# YOUR TASK
Repeat the records below word for word, but start at the line that contains "Relative phrase for", stop after the last line, and include nothing else.

# MATERIALS PROVIDED
use chrono::{DateTime, TimeZone, Utc};

use crate::markdown;
use crate::navigator::{Action, ScreenRequest};
use crate::reddit::{Link, Subreddit};
use crate::template;

const THUMBNAIL_SENTINELS: [&str; 3] = ["nsfw", "self", "default"];

/// Rendered markup for one node plus the clicks it answers to.
#[derive(Debug, Clone, PartialEq)]
pub struct Fragment {
    pub id: String,
    pub html: String,
    pub bindings: Vec<Binding>,
}

#[derive(Debug, Clone, PartialEq)]
pub struct Binding {
    pub selector: &'static str,
    pub action: Action,
}

impl Fragment {
    pub fn action(&self, selector: &str) -> Option<&Action> {
        self.bindings
            .iter()
            .find(|binding| binding.selector == selector)
            .map(|binding| &binding.action)
    }
}

/// Action-bar tab that switches the listing to `subreddit`.
#[derive(Debug, Clone, PartialEq)]
pub struct Tab {
    pub id: String,
    pub subreddit: String,
}

impl Tab {
    pub fn render(&self, selected: bool) -> String {
        template::tab(&self.id, &escape_text(&self.subreddit), selected)
    }
}

pub fn create_subreddit_tab(subreddit: &Subreddit) -> Tab {
    Tab {
        id: tab_id(&subreddit.display_name),
        subreddit: subreddit.display_name.clone(),
    }
}

pub fn tab_id(subreddit: &str) -> String {
    format!("tab-{}", subreddit)
}

/// Formats posts and comments against a fixed "now" so relative times are stable
/// for the lifetime of a screen.
#[derive(Clone)]
pub struct Formatter {
    markdown: markdown::Renderer,
    now: DateTime<Utc>,
}

impl Default for Formatter {
    fn default() -> Self {
        Self::new()
    }
}

impl Formatter {
    pub fn new() -> Self {
        Self::at(Utc::now())
    }

    pub fn at(now: DateTime<Utc>) -> Self {
        Self {
            markdown: markdown::Renderer::new(),
            now,
        }
    }

    pub fn markdown(&self) -> &markdown::Renderer {
        &self.markdown
    }

    pub fn now(&self) -> DateTime<Utc> {
        self.now
    }

    pub fn relative_time(&self, created_utc: f64) -> String {
        relative_time(created_utc, self.now)
    }

    pub fn format_post(&self, link: &Link) -> Fragment {
        let self_post = link.is_self_post();
        let domain = if self_post {
            link.domain.clone()
        } else {
            shorten_domain(&link.domain)
        };

        let mut title = title_markup(link);
        if link.over_18 {
            title.push_str(template::NSFW_BADGE);
        }

        let description = if has_thumbnail(&link.thumbnail) {
            template::title_with_thumbnail(&title, link.num_comments, &escape_attr(&link.thumbnail))
        } else {
            template::title_without_thumbnail(&title, link.num_comments)
        };

        let html = template::link(&template::LinkView {
            name: &escape_attr(&link.name),
            description: &description,
            subreddit: &escape_text(&link.subreddit),
            score: link.score,
            domain: &escape_text(&domain),
            time: &self.relative_time(link.created_utc),
            author: &escape_text(&link.author),
        });

        let open_comments = Action::PushScreen(ScreenRequest::Comments { link: link.clone() });
        let mut bindings = vec![Binding {
            selector: ".comments",
            action: open_comments.clone(),
        }];
        // self posts have nowhere else to go
        if self_post {
            bindings.push(Binding {
                selector: ".link-title",
                action: open_comments,
            });
        }

        Fragment {
            id: link.name.clone(),
            html,
            bindings,
        }
    }
}

/// Title as plain text for self posts, or as an anchor to the external URL.
pub fn title_markup(link: &Link) -> String {
    let title = escape_text(&link.title);
    if link.is_self_post() {
        title
    } else {
        format!(r#"<a href="{}">{}</a>"#, escape_attr(&link.url), title)
    }
}

/// Cosmetic display truncation of a link domain.
///
/// Longer than 20 characters: drop the last label, then keep only what follows the
/// next dot. Between 11 and 20: drop the last label. Otherwise unchanged. A domain
/// without dots is left alone.
pub fn shorten_domain(domain: &str) -> String {
    let len = domain.chars().count();
    if len > 20 {
        let trimmed = strip_last_label(domain);
        match trimmed.rfind('.') {
            Some(idx) => trimmed[idx + 1..].to_string(),
            None => trimmed.to_string(),
        }
    } else if len > 10 {
        strip_last_label(domain).to_string()
    } else {
        domain.to_string()
    }
}

fn strip_last_label(domain: &str) -> &str {
    domain.rfind('.').map_or(domain, |idx| &domain[..idx])
}

pub fn has_thumbnail(thumbnail: &str) -> bool {
    !thumbnail.is_empty() && !THUMBNAIL_SENTINELS.contains(&thumbnail)
}

/// Score label with an explicit `+` for positive values.
pub fn signed_score(score: i64) -> String {
    if score > 0 {
        format!("+{}", score)
    } else {
        score.to_string()
    }
}

/// Reddit entity-encodes titles; decode first so escaping does not double up.
pub fn escape_text(raw: &str) -> String {
    let decoded = html_escape::decode_html_entities(raw);
    html_escape::encode_text(&decoded).into_owned()
}

pub fn escape_attr(raw: &str) -> String {
    let decoded = html_escape::decode_html_entities(raw);
    html_escape::encode_double_quoted_attribute(&decoded).into_owned()
}

/// Relative phrase for a unix timestamp, using the usual "fromNow" thresholds.
pub fn relative_time(created_utc: f64, now: DateTime<Utc>) -> String {
    let created = Utc
        .timestamp_opt(created_utc.trunc() as i64, 0)
        .single()
        .unwrap_or(now);
    let seconds = (now - created).num_seconds().max(0) as f64;
    let minutes = (seconds / 60.0).round();
    let hours = (minutes / 60.0).round();
    let days = (hours / 24.0).round();
    let years = (days / 365.0).round();

    let phrase = if seconds < 45.0 {
        "a few seconds".to_string()
    } else if minutes <= 1.0 {
        "a minute".to_string()
    } else if minutes < 45.0 {
        format!("{} minutes", minutes)
    } else if hours <= 1.0 {
        "an hour".to_string()
    } else if hours < 22.0 {
        format!("{} hours", hours)
    } else if days <= 1.0 {
        "a day".to_string()
    } else if days <= 25.0 {
        format!("{} days", days)
    } else if days <= 45.0 {
        "a month".to_string()
    } else if days < 345.0 {
        format!("{} months", (days / 30.0).round())
    } else if years <= 1.0 {
        "a year".to_string()
    } else {
        format!("{} years", years)
    };
    format!("{} ago", phrase)
}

# SOLUTION
/// Relative phrase for a unix timestamp, using the usual "fromNow" thresholds.
pub fn relative_time(created_utc: f64, now: DateTime<Utc>) -> String {
    let created = Utc
        .timestamp_opt(created_utc.trunc() as i64, 0)
        .single()
        .unwrap_or(now);
    let seconds = (now - created).num_seconds().max(0) as f64;
    let minutes = (seconds / 60.0).round();
    let hours = (minutes / 60.0).round();
    let days = (hours / 24.0).round();
    let years = (days / 365.0).round();

    let phrase = if seconds < 45.0 {
        "a few seconds".to_string()
    } else if minutes <= 1.0 {
        "a minute".to_string()
    } else if minutes < 45.0 {
        format!("{} minutes", minutes)
    } else if hours <= 1.0 {
        "an hour".to_string()
    } else if hours < 22.0 {
        format!("{} hours", hours)
    } else if days <= 1.0 {
        "a day".to_string()
    } else if days <= 25.0 {
        format!("{} days", days)
    } else if days <= 45.0 {
        "a month".to_string()
    } else if days < 345.0 {
        format!("{} months", (days / 30.0).round())
    } else if years <= 1.0 {
        "a year".to_string()
    } else {
        format!("{} years", years)
    };
    format!("{} ago", phrase)
}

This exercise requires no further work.